Data processing methodology for Am I Rent Stabilized.com

Documenting how I processed NYC open data and not so open data for the backend database of Am I Rent Stabilized?

TOC

Background

Am I Rent Stabilized? is a web application I conceptualized and designed that encourages New York City tenants to find out if their landlord may be illegally overcharging them for a rent stabilized apartment and if so, motivates them to take action. The development of the app was motivated by the lack of enforcement of rent regulation laws in NYC by the local and state government. It is an attempt at using open data as a prompt for civic action, rather than solely for visualization and analysis. The app first asks the user to input their address and borough, then checks it against a database of properties that are likely to have rent stabilized apartments. From here the app recommends a course of action and informs the user of their nearest tenants rights group so they can get help. The app features a responsive UI that is mobile friendly, and its content can be toggled to either Spanish or Chinese for non-english speakers.

The development of the app stems from a Freedom of Information Law request I made in the Fall of 2014 for the New York Department of Homes and Community Renewal’s list of rent-stabilized buildings in a machine readable format.
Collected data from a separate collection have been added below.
//! Command implementations for the phishguard CLI.

use std::net::SocketAddr;

use serde::{Deserialize, Serialize};
use tracing::error;

use crate::cli::args::*;
use crate::cli::output::output_result;
use crate::error::{PhishguardError, Result};
use crate::features::extractor::UrlFeatureExtractor;
use crate::features::vector::FeatureVector;
use crate::model::artifacts::load_artifacts;
use crate::scorer::{Label, Scorer};
use crate::server::{self, AppState};
use crate::training::pipeline::{TrainingConfig, train};

/// Execute a CLI command.
pub fn execute_command(args: PhishguardArgs) -> Result<()> {
    match &args.command {
        Command::Train(train_args) => run_train(train_args.clone(), &args),
        Command::Predict(predict_args) => run_predict(predict_args.clone(), &args),
        Command::Extract(extract_args) => run_extract(extract_args.clone(), &args),
        Command::Stats(stats_args) => run_stats(stats_args.clone(), &args),
        Command::Serve(serve_args) => run_serve(serve_args.clone(), &args),
    }
}

/// Result structure for single-URL prediction.
#[derive(Debug, Serialize, Deserialize)]
pub struct PredictionResult {
    pub url: String,
    pub prediction: Label,
    pub confidence: f64,
    pub features: FeatureVector,
}

/// Result structure for feature extraction.
#[derive(Debug, Serialize, Deserialize)]
pub struct ExtractionResult {
    pub url: String,
    pub features: FeatureVector,
}

/// Train the model pair from a labeled dataset.
fn run_train(args: TrainArgs, cli_args: &PhishguardArgs) -> Result<()> {
    if cli_args.verbosity() > 1 {
        println!("Training from: {}", args.dataset.display());
        println!("Artifacts dir: {}", args.artifacts_dir.display());
    }

    let config = TrainingConfig {
        dataset_path: args.dataset,
        artifacts_dir: args.artifacts_dir,
        test_size: args.test_size,
        seed: args.seed,
        n_trees: args.trees,
        max_depth: args.max_depth,
    };
    let report = train(&config)?;

    output_result("Training complete", &report, cli_args)
}

/// Classify one URL against persisted artifacts.
fn run_predict(args: PredictArgs, cli_args: &PhishguardArgs) -> Result<()> {
    let scorer = Scorer::load(&args.artifacts_dir)?;
    let extractor = UrlFeatureExtractor::new();

    let features = extractor.extract(&args.url);
    let verdict = scorer.classify(&features)?;

    output_result(
        "Prediction",
        &PredictionResult {
            url: args.url,
            prediction: verdict.label,
            confidence: verdict.confidence,
            features,
        },
        cli_args,
    )
}

/// Extract the feature vector for one URL.
fn run_extract(args: ExtractArgs, cli_args: &PhishguardArgs) -> Result<()> {
    let extractor = UrlFeatureExtractor::new();
    let features = extractor.extract(&args.url);

    output_result(
        "Extracted features",
        &ExtractionResult {
            url: args.url,
            features,
        },
        cli_args,
    )
}

/// Show metadata of persisted artifacts.
fn run_stats(args: StatsArgs, cli_args: &PhishguardArgs) -> Result<()> {
    let (_, _, metadata) = load_artifacts(&args.artifacts_dir)?;
    output_result("Model metadata", &metadata, cli_args)
}

/// Run the HTTP inference service.
///
/// A failed artifact load is logged and the service starts degraded,
/// answering 503 on prediction endpoints instead of exiting.
fn run_serve(args: ServeArgs, cli_args: &PhishguardArgs) -> Result<()> {
    let scorer = match Scorer::load(&args.artifacts_dir) {
        Ok(scorer) => Some(scorer),
        Err(err) => {
            error!(%err, dir = %args.artifacts_dir.display(), "could not load model artifacts");
            None
        }
    };

    let addr: SocketAddr = format!("{}:{}", args.host, args.port)
        .parse()
        .map_err(|_| {
            PhishguardError::invalid_argument(format!(
                "invalid bind address {}:{}",
                args.host, args.port
            ))
        })?;

    if cli_args.verbosity() > 0 {
        println!("Serving on http://{addr}/");
    }

    let runtime = tokio::runtime::Builder::new_multi_thread()
        .enable_all()
        .build()?;
    runtime.block_on(server::serve(addr, AppState::new(scorer)))
}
When I obtained the data I was then able to do an analysis on the NYC’s taxlot dataset, MapPLUTO, to determine what properties in NYC likely have rent stabilized apartments, and are either registered or not registered with the DHCR. This is important as registration of rent-regulated apartments is essentially voluntary as it’s not enforced by any city or state agency (as far as I’m aware of) so it’s easy for landlords in NYC to lie to tenants about their apartment being rent-stabilized.

The first thing I did was map this data (those of you who know me are saying; “of course you did!”). Red are properties that are not on the DHCR’s list while blue are ones that are.

Visualizing the data was great, however I was interested in pushing the usefulness of this dataset a little further. After I shared my discovery with Caroline Woolard, an NYC based artist and activist, she suggested using the data in an app to let people know if they are rent stabilized. The rest is history.

Here are some screen shots of a few of the slides from the app’s landing page:

DHCR & MapPLUTO Data Processing

Am I Rent Stabilized? uses the dataset I created of properties that likely have rent stabilized apartments in NYC. I chose to stash this database on CartoDB so that I could take advantage of CartoDB’s SQL API and the CartoDB.JS library with the app. However I did a lot of data processing on my local machine before importing the data into CartoDB. This is mainly because the MapPLUTO dataset is too large to import into CartoDB without a paid plan that gives you more storage space.

The next part outlines how I got there.

1. Processing the DHCR Rent Stabilized Building List

The Excel workbooks I obtained from the FOIL request were normalized, stacked, and converted to a Comma Separated Value (CSV) file format using a Node JS script. This allowed the data to be geocoded in one shot and then imported into a PostgreSQL database where it could be analyzed with the NYC MapPLUTO GIS tax lot data.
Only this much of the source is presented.